WHAT IS BEING ASKED: Please take the records that follow and repeat exactly the lines starting with the line with "while let Some(event)" and going on through the line with "let mut pages = HashMap::new();".

--- DATA TO USE Enclosed Below ---

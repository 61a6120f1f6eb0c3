// Chromium session over the DevTools protocol.
//
// One browser process with a persistent profile (keeps the login), one page
// per context. Element handles are resolved by re-querying their selector.

use std::collections::HashMap;
use std::path::PathBuf;
use std::sync::atomic::{AtomicU64, Ordering};
use std::sync::Mutex;
use std::time::Duration;

use async_trait::async_trait;
use chromiumoxide::browser::{Browser, BrowserConfig};
use chromiumoxide::element::Element;
use chromiumoxide::Page;
use futures::StreamExt;
use tokio::task::JoinHandle;
use tracing::{debug, info, warn};

use crate::error::{BrowserError, Result};
use crate::{BrowserSession, ContextId, ElementHandle};

const SCROLL_SCRIPT: &str = "window.scrollBy(0, window.innerHeight);";
const PAGE_TEXT_SCRIPT: &str = "document.body ? document.body.innerText : ''";

#[derive(Debug, Clone)]
pub struct LaunchOptions {
    pub executable: Option<PathBuf>,
    pub profile_dir: PathBuf,
    pub headless: bool,
}

pub struct ChromeSession {
    browser: tokio::sync::Mutex<Option<Browser>>,
    handler: JoinHandle<()>,
    pages: Mutex<HashMap<ContextId, Page>>,
    next_id: AtomicU64,
}

impl ChromeSession {
    /// Launch Chromium and open the primary context.
    pub async fn launch(options: &LaunchOptions) -> Result<Self> {
        let mut builder = BrowserConfig::builder()
            .user_data_dir(&options.profile_dir)
            .args(vec![
                "--no-first-run",
                "--no-default-browser-check",
                "--disable-session-crashed-bubble",
                "--disable-blink-features=AutomationControlled",
            ]);
        if !options.headless {
            builder = builder.with_head();
        }
        if let Some(ref exe) = options.executable {
            builder = builder.chrome_executable(exe);
        }
        let config = builder.build().map_err(BrowserError::Driver)?;

        let (browser, mut events) = Browser::launch(config).await?;
        let handler = tokio::spawn(async move {
            while let Some(event) = events.next().await {
                if let Err(e) = event {
                    debug!(error = %e, "CDP handler event error");
                }
            }
        });

        let primary = browser.new_page("about:blank").await?;
        info!(
            headless = options.headless,
            profile = %options.profile_dir.display(),
            "Chromium session started"
        );

        let mut pages = HashMap::new();
        pages.insert(ContextId::PRIMARY, primary);

        Ok(Self {
            browser: tokio::sync::Mutex::new(Some(browser)),
            handler,
            pages: Mutex::new(pages),
            next_id: AtomicU64::new(1),
        })
    }

    fn page(&self, context: ContextId) -> Result<Page> {
        self.pages
            .lock()
            .map_err(|_| BrowserError::Driver("page table poisoned".into()))?
            .get(&context)
            .cloned()
            .ok_or(BrowserError::UnknownContext(context))
    }

    async fn resolve(&self, element: &ElementHandle) -> Result<Element> {
        let page = self.page(element.context)?;
        let mut found = page
            .find_elements(element.selector.as_str())
            .await
            .map_err(|e| BrowserError::Query(e.to_string()))?;
        if element.index >= found.len() {
            return Err(BrowserError::Query(format!(
                "{} [{}] no longer present ({} matches)",
                element.selector,
                element.index,
                found.len()
            )));
        }
        Ok(found.swap_remove(element.index))
    }

    async fn first(&self, context: ContextId, selector: &str) -> Result<Option<Element>> {
        let page = self.page(context)?;
        match page.find_element(selector).await {
            Ok(el) => Ok(Some(el)),
            Err(e) => {
                debug!(selector, error = %e, "No element for selector");
                Ok(None)
            }
        }
    }
}

#[async_trait]
impl BrowserSession for ChromeSession {
    async fn navigate(&self, context: ContextId, url: &str, timeout: Duration) -> Result<()> {
        let page = self.page(context)?;
        match tokio::time::timeout(timeout, page.goto(url)).await {
            Ok(Ok(_)) => Ok(()),
            Ok(Err(e)) => Err(BrowserError::Navigation {
                url: url.to_string(),
                message: e.to_string(),
            }),
            Err(_) => Err(BrowserError::Timeout {
                url: url.to_string(),
                secs: timeout.as_secs(),
            }),
        }
    }

    async fn new_isolated_context(&self) -> Result<ContextId> {
        let page = {
            let browser = self.browser.lock().await;
            let browser = browser
                .as_ref()
                .ok_or_else(|| BrowserError::Driver("browser already shut down".into()))?;
            browser.new_page("about:blank").await?
        };
        let id = ContextId(self.next_id.fetch_add(1, Ordering::Relaxed));
        self.pages
            .lock()
            .map_err(|_| BrowserError::Driver("page table poisoned".into()))?
            .insert(id, page);
        debug!(%id, "Opened context");
        Ok(id)
    }

    async fn close_context(&self, context: ContextId) -> Result<()> {
        let page = self
            .pages
            .lock()
            .map_err(|_| BrowserError::Driver("page table poisoned".into()))?
            .remove(&context)
            .ok_or(BrowserError::UnknownContext(context))?;
        page.close().await?;
        debug!(%context, "Closed context");
        Ok(())
    }

    async fn query_all(&self, context: ContextId, selector: &str) -> Result<Vec<ElementHandle>> {
        let page = self.page(context)?;
        let found = page
            .find_elements(selector)
            .await
            .map_err(|e| BrowserError::Query(e.to_string()))?;
        Ok((0..found.len())
            .map(|index| ElementHandle {
                context,
                selector: selector.to_string(),
                index,
            })
            .collect())
    }

    async fn element_html(&self, element: &ElementHandle) -> Result<String> {
        let el = self.resolve(element).await?;
        Ok(el.outer_html().await?.unwrap_or_default())
    }

    async fn element_text(&self, element: &ElementHandle) -> Result<String> {
        let el = self.resolve(element).await?;
        Ok(el.inner_text().await?.unwrap_or_default())
    }

    async fn element_attribute(
        &self,
        element: &ElementHandle,
        name: &str,
    ) -> Result<Option<String>> {
        let el = self.resolve(element).await?;
        Ok(el.attribute(name).await?)
    }

    async fn scroll_by_viewport(&self, context: ContextId) -> Result<()> {
        let page = self.page(context)?;
        page.evaluate(SCROLL_SCRIPT).await?;
        Ok(())
    }

    async fn current_url(&self, context: ContextId) -> Result<String> {
        let page = self.page(context)?;
        Ok(page.url().await?.unwrap_or_default())
    }

    async fn page_text(&self, context: ContextId) -> Result<String> {
        let page = self.page(context)?;
        Ok(page.evaluate(PAGE_TEXT_SCRIPT).await?.into_value::<String>()?)
    }

    async fn fill(&self, context: ContextId, selector: &str, text: &str) -> Result<bool> {
        let page = self.page(context)?;
        // Rich inputs are contenteditable divs; plain inputs take `.value`.
        let script = format!(
            "(() => {{ const el = document.querySelector({sel}); if (!el) return false; \
             el.focus(); if ('value' in el) {{ el.value = {text}; }} else {{ el.innerText = {text}; }} \
             el.dispatchEvent(new Event('input', {{ bubbles: true }})); return true; }})()",
            sel = serde_json::to_string(selector)?,
            text = serde_json::to_string(text)?,
        );
        Ok(page.evaluate(script).await?.into_value::<bool>()?)
    }

    async fn press_enter(&self, context: ContextId, selector: &str) -> Result<()> {
        let el = self
            .first(context, selector)
            .await?
            .ok_or_else(|| BrowserError::Query(format!("no element for {selector}")))?;
        el.press_key("Enter").await?;
        Ok(())
    }

    async fn click(&self, context: ContextId, selector: &str) -> Result<bool> {
        let Some(el) = self.first(context, selector).await? else {
            return Ok(false);
        };
        el.scroll_into_view().await?;
        el.click().await?;
        Ok(true)
    }

    async fn shutdown(&self) -> Result<()> {
        let pages: Vec<Page> = self
            .pages
            .lock()
            .map_err(|_| BrowserError::Driver("page table poisoned".into()))?
            .drain()
            .map(|(_, p)| p)
            .collect();
        for page in pages {
            if let Err(e) = page.close().await {
                debug!(error = %e, "Page close during shutdown failed");
            }
        }

        let mut guard = self.browser.lock().await;
        if let Some(mut browser) = guard.take() {
            if let Err(e) = browser.close().await {
                warn!(error = %e, "Browser close failed");
            }
            if let Err(e) = browser.wait().await {
                warn!(error = %e, "Browser process wait failed");
            }
        }
        self.handler.abort();
        info!("Chromium session closed");
        Ok(())
    }
}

--- End of Enclosed DATA TO USE ---

EXERCISE RESPONSE:
            while let Some(event) = events.next().await {
                if let Err(e) = event {
                    debug!(error = %e, "CDP handler event error");
                }
            }
        });

        let primary = browser.new_page("about:blank").await?;
        info!(
            headless = options.headless,
            profile = %options.profile_dir.display(),
            "Chromium session started"
        );

        let mut pages = HashMap::new();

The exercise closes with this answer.